Para Luciana Reginato, presidente da Associação Brasileira do Chá, a ABChá, o movimento veio para ficar e não está mais ligado ao tratamento de enfermidades. “As pessoas estão descobrindo uma opção de bebida social, para ser consumida sozinha ou harmonizada com alimentos, acompanhando refeições, em momentos de autocuidado ou compartilhado com amigos.”

A economista ambiental Alessandra Simiema pensa nos benefícios para o corpo e a mente. “Antigamente, íamos muito atrás das experiências de bebidas ligadas ao álcool, mas agora estamos atrelando-as com a saúde.”

O aumento dos cursos de sommelier de chá e de casas com degustações comprova o quanto as pessoas se interessam pela vivência. “São experiências que nos dão acesso a outras culturas”, diz Pâmela Padua, engenheira agrônoma.

Pâmela Padua, engenheira agrônoma, e Alessandra Simiema, economista ambiental: estreia na tendência de casas típicas (Crédito:Caio Guatelli)

Versão especial

As cores contribuem para as tendências gastronômicas por atraírem diferentes gerações. “Hoje o principal público da Motchimu são os Millennials, mas vejo que uma porção da geração Z está à procura de um lifestyle mais equilibrado, colocando o matcha na rotina”, diz Murakami.

No estabelecimento em São Paulo, o especialista em cerimônia do chá Bruno Konig Manfrin apresenta as outras quatro variedades (uma delas combina as folhas jovens da planta com arroz torrado), além de versões geladas da bebida.

A tradição convive com o novo também no Japão e ao mesmo tempo em que se mantêm os rituais de consumo, a tecnologia dá a cara em novos produtos, em casa ou nas ruas.

Na exposição Nihoncha, introdução ao chá japonês, que acontece até abril na Japan House São Paulo, um tipo de cafeteira que avisa familiares de idosos, caso a bebida fique armazenada por mais tempo do que o recomendado, divide espaço com o protótipo de uma típica casa de chá japonesa (ainda que impressa em 3D).

“No Japão, os chás mais industrializados estão presentes em praticamente todas as máquinas”, fala Murakami. No Brasil, a inovação fica por conta dos preparos com a planta.

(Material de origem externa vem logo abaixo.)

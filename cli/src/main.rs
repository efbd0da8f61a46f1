//! CLI entrypoint for quizzly
//!
//! This is the main binary that wires together all layers using
//! dependency injection: configuration, the question source, and one of
//! the front ends (TUI, print mode or topic listing).

use anyhow::{Context, Result, bail};
use clap::Parser;
use quizzly_application::{
    BankQuestionProvider, BehaviorConfig, LlmQuestionProvider, NoProgress, ProgressNotifier,
    QuestionProvider, QuizOrchestrator,
};
use quizzly_domain::{Model, QuizSettings};
use quizzly_infrastructure::{
    BankLoader, ConfigLoader, FileConfig, FileProviderKind, GeminiConfig, GeminiLlmGateway,
};
use quizzly_presentation::{Cli, ConsoleFormatter, ProgressReporter, SimpleProgress, TuiApp};
use std::io::IsTerminal;
use std::sync::Arc;
use tracing::{debug, info};
use tracing_appender::non_blocking::WorkerGuard;
use tracing_subscriber::EnvFilter;

#[tokio::main]
async fn main() -> Result<()> {
    let cli = Cli::parse();

    if cli.show_config {
        ConfigLoader::print_config_sources(cli.config.as_deref());
        return Ok(());
    }

    // Load configuration (defaults <- files <- environment)
    let loaded = if cli.no_config {
        ConfigLoader::load_defaults()
    } else {
        ConfigLoader::load(cli.config.as_ref())
    };
    let mut config = loaded.context("Failed to load configuration")?;

    // CLI flags override everything loaded above
    apply_cli_overrides(&mut config, &cli);
    config.validate().context("Invalid configuration")?;

    // The TUI owns the terminal, so its logs go to a file
    let uses_tui = !cli.print && !cli.list_topics;
    let _log_guard = init_logging(cli.verbose, uses_tui, &config)?;

    if !config.output.color {
        colored::control::set_override(false);
    }

    info!("Starting quizzly");
    debug!(
        provider = %config.provider.kind,
        model = %config.provider.model,
        "Configuration resolved"
    );

    if cli.list_topics {
        let bank = BankLoader::load(config.bank.path.as_deref())?;
        print!(
            "{}",
            ConsoleFormatter::format_topics("local bank", &bank.topics())
        );
        return Ok(());
    }

    let settings = config
        .quiz
        .to_settings()
        .context("Invalid quiz settings")?;
    let behavior = BehaviorConfig::with_timeout_seconds(config.provider.timeout_seconds)
        .with_replay(config.quiz.replay);

    // === Dependency Injection ===
    let provider = build_provider(&config, &behavior)?;

    if cli.print {
        return run_print(provider, behavior, settings, &config, cli.quiet).await;
    }

    let orchestrator = QuizOrchestrator::new(provider, behavior);
    let mut app = TuiApp::new(orchestrator, &settings);
    app.run().await?;

    Ok(())
}

/// Fold command-line flags into the loaded configuration
fn apply_cli_overrides(config: &mut FileConfig, cli: &Cli) {
    if cli.local {
        config.provider.kind = FileProviderKind::Local;
    }
    if let Some(model) = &cli.model {
        config.provider.model = Model::from(model.as_str());
    }
    if let Some(topic) = &cli.topic {
        config.quiz.topic = topic.clone();
    }
    if let Some(count) = cli.count {
        config.quiz.question_count = count as usize;
    }
    if let Some(difficulty) = cli.difficulty {
        config.quiz.difficulty = difficulty.into();
    }
    if let Some(replay) = cli.replay {
        config.quiz.replay = replay.into();
    }
    if let Some(seed) = cli.seed {
        config.quiz.seed = Some(seed);
    }
    if let Some(output) = cli.output {
        config.output.format = output.into();
    }
}

/// Initialize logging based on verbosity level
///
/// Returns the appender guard, which must live until exit so buffered lines
/// are flushed.
fn init_logging(verbose: u8, to_file: bool, config: &FileConfig) -> Result<Option<WorkerGuard>> {
    let filter = match verbose {
        0 => EnvFilter::new("warn"),
        1 => EnvFilter::new("info"),
        2 => EnvFilter::new("debug"),
        _ => EnvFilter::new("trace"), // -vvv or more
    };

    if !to_file {
        tracing_subscriber::fmt()
            .with_env_filter(filter)
            .with_target(false)
            .with_writer(std::io::stderr)
            .init();
        return Ok(None);
    }

    let Some(path) = config
        .logging
        .file
        .clone()
        .or_else(ConfigLoader::default_log_path)
    else {
        // Nowhere to write; stderr would corrupt the TUI
        tracing_subscriber::fmt()
            .with_env_filter(filter)
            .with_writer(std::io::sink)
            .init();
        return Ok(None);
    };

    let Some(file_name) = path.file_name() else {
        bail!("Log file path has no file name: {}", path.display());
    };
    let dir = path
        .parent()
        .filter(|p| !p.as_os_str().is_empty())
        .unwrap_or_else(|| std::path::Path::new("."));
    std::fs::create_dir_all(dir)
        .with_context(|| format!("Failed to create log directory {}", dir.display()))?;

    let appender = tracing_appender::rolling::never(dir, file_name);
    let (writer, guard) = tracing_appender::non_blocking(appender);
    tracing_subscriber::fmt()
        .with_env_filter(filter)
        .with_target(false)
        .with_ansi(false)
        .with_writer(writer)
        .init();

    Ok(Some(guard))
}

/// Create the question source selected by the configuration
fn build_provider(
    config: &FileConfig,
    behavior: &BehaviorConfig,
) -> Result<Arc<dyn QuestionProvider>> {
    let seed = config.quiz.seed;
    match config.provider.kind {
        FileProviderKind::Local => {
            let bank = Arc::new(BankLoader::load(config.bank.path.as_deref())?);
            info!("Using local question bank ({} questions)", bank.len());
            let provider = match seed {
                Some(seed) => BankQuestionProvider::with_seed(bank, seed),
                None => BankQuestionProvider::new(bank),
            };
            Ok(Arc::new(provider))
        }
        FileProviderKind::Remote => {
            let gateway = Arc::new(GeminiLlmGateway::new(GeminiConfig::from(&config.provider))?);
            info!("Using {} for question generation", config.provider.model);
            let mut provider = LlmQuestionProvider::new(gateway, config.provider.model.clone())
                .with_behavior(behavior.clone());
            if let Some(seed) = seed {
                provider = provider.with_seed(seed);
            }
            Ok(Arc::new(provider))
        }
    }
}

/// Generate one question set and print it
async fn run_print(
    provider: Arc<dyn QuestionProvider>,
    behavior: BehaviorConfig,
    settings: QuizSettings,
    config: &FileConfig,
    quiet: bool,
) -> Result<()> {
    let progress: Arc<dyn ProgressNotifier> = if quiet {
        Arc::new(NoProgress)
    } else if std::io::stderr().is_terminal() {
        Arc::new(ProgressReporter::new())
    } else {
        Arc::new(SimpleProgress)
    };

    let mut orchestrator = QuizOrchestrator::new(provider, behavior).with_progress(progress);
    orchestrator.start_quiz(settings).await?;

    let Some(settings) = orchestrator.settings() else {
        bail!("No quiz settings after generation");
    };
    println!(
        "{}",
        ConsoleFormatter::format(orchestrator.questions(), settings, config.output.format)
    );

    Ok(())
}
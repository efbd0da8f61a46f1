//! Quiz defaults from TOML (`[quiz]` section)

use quizzly_application::ReplayMode;
use quizzly_domain::{DifficultySetting, DomainError, QuizSettings};
use serde::{Deserialize, Serialize};

/// Raw quiz configuration from TOML
#[derive(Debug, Clone, Serialize, Deserialize)]
#[serde(default)]
pub struct FileQuizConfig {
    /// Topic pre-filled on the setup screen
    pub topic: String,
    pub question_count: usize,
    pub difficulty: DifficultySetting,
    pub replay: ReplayMode,
    /// Fixed RNG seed for reproducible selection
    pub seed: Option<u64>,
}

impl Default for FileQuizConfig {
    fn default() -> Self {
        Self {
            topic: String::new(),
            question_count: 10,
            difficulty: DifficultySetting::Mixed,
            replay: ReplayMode::default(),
            seed: None,
        }
    }
}

impl FileQuizConfig {
    /// Initial settings for the setup screen
    pub fn to_settings(&self) -> Result<QuizSettings, DomainError> {
        QuizSettings::new(self.topic.clone(), self.question_count, self.difficulty)
    }
}

#[cfg(test)]
mod tests {
    use super::*;

    #[test]
    fn test_quiz_deserialize() {
        let toml_str = r#"
[quiz]
topic = "Volcanoes"
question_count = 15
difficulty = "hard"
replay = "regenerate"
seed = 42
"#;
        let config: super::super::FileConfig = toml::from_str(toml_str).unwrap();
        assert_eq!(config.quiz.topic, "Volcanoes");
        assert_eq!(config.quiz.difficulty, DifficultySetting::Hard);
        assert_eq!(config.quiz.replay, ReplayMode::Regenerate);
        assert_eq!(config.quiz.seed, Some(42));

        let settings = config.quiz.to_settings().unwrap();
        assert_eq!(settings.question_count(), 15);
    }

    #[test]
    fn test_zero_count_rejected() {
        let config = FileQuizConfig {
            question_count: 0,
            ..Default::default()
        };
        assert!(config.to_settings().is_err());
    }
}
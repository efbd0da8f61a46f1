//! TUI widgets: ratatui components for the main layout
//!
//! Layout:
//! ┌── Header (3) ────────────────────────────────────┐
//! ├── Body (flex): setup | quiz | results ───────────┤
//! └── StatusBar (1) ─────────────────────────────────┘

pub mod header;
pub mod help;
pub mod quiz;
pub mod results;
pub mod setup;
pub mod status_bar;

pub use header::HeaderWidget;
pub use help::HelpWidget;
pub use quiz::QuizWidget;
pub use results::ResultsWidget;
pub use setup::SetupWidget;
pub use status_bar::StatusBarWidget;

use ratatui::layout::{Constraint, Direction, Flex, Layout, Rect};

/// Compute the main layout regions from a terminal area
pub struct MainLayout {
    pub header: Rect,
    pub body: Rect,
    pub status_bar: Rect,
}

impl MainLayout {
    pub fn compute(area: Rect) -> Self {
        let chunks = Layout::default()
            .direction(Direction::Vertical)
            .constraints([
                Constraint::Length(3),
                Constraint::Min(5),
                Constraint::Length(1),
            ])
            .split(area);

        Self {
            header: chunks[0],
            body: chunks[1],
            status_bar: chunks[2],
        }
    }
}

/// Rectangle of the given size centered in `area`, clamped to it
pub fn centered_rect(width: u16, height: u16, area: Rect) -> Rect {
    let [row] = Layout::vertical([Constraint::Length(height.min(area.height))])
        .flex(Flex::Center)
        .areas(area);
    let [rect] = Layout::horizontal([Constraint::Length(width.min(area.width))])
        .flex(Flex::Center)
        .areas(row);
    rect
}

Enquanto os mais convencionais mesclam as variações da folha com água de boa qualidade, em casas mais comerciais as bebidas ganham componentes lácteos e até mesmo chocolate. “É cada vez mais comum encontrarmos oferta de matcha nas cafeterias, e o chá verde e o preto também vêm aparecendo com maior frequência e obtendo mais sucesso, à medida que os métodos de preparo são aperfeiçoados, melhorando a qualidade da bebida final”, diz a sommelière Marília Vargas. O chá preto, muito consumido na Inglaterra, também é derivado da Camellia sinensis, assim como o branco e o oolong.

Além do matcha, sem cafeína ou com arroz torrado, diferentes processos garantem outras cores e sabores (Crédito:Divulgação)

A especialista em chás Paula Su vê a ascensão da cultura pop coreana como responsável pela difusão da Camellia, não só em blends e infusões.

Ela compara a evolução quanto aos tipos e modos de consumo à da bebida mais brasileira. “É como conhecer a especialidade de um grão de café hoje em dia. Muitas pessoas já dominam o assunto, mas outras ainda não.” Será questão de tempo falar em chá especial?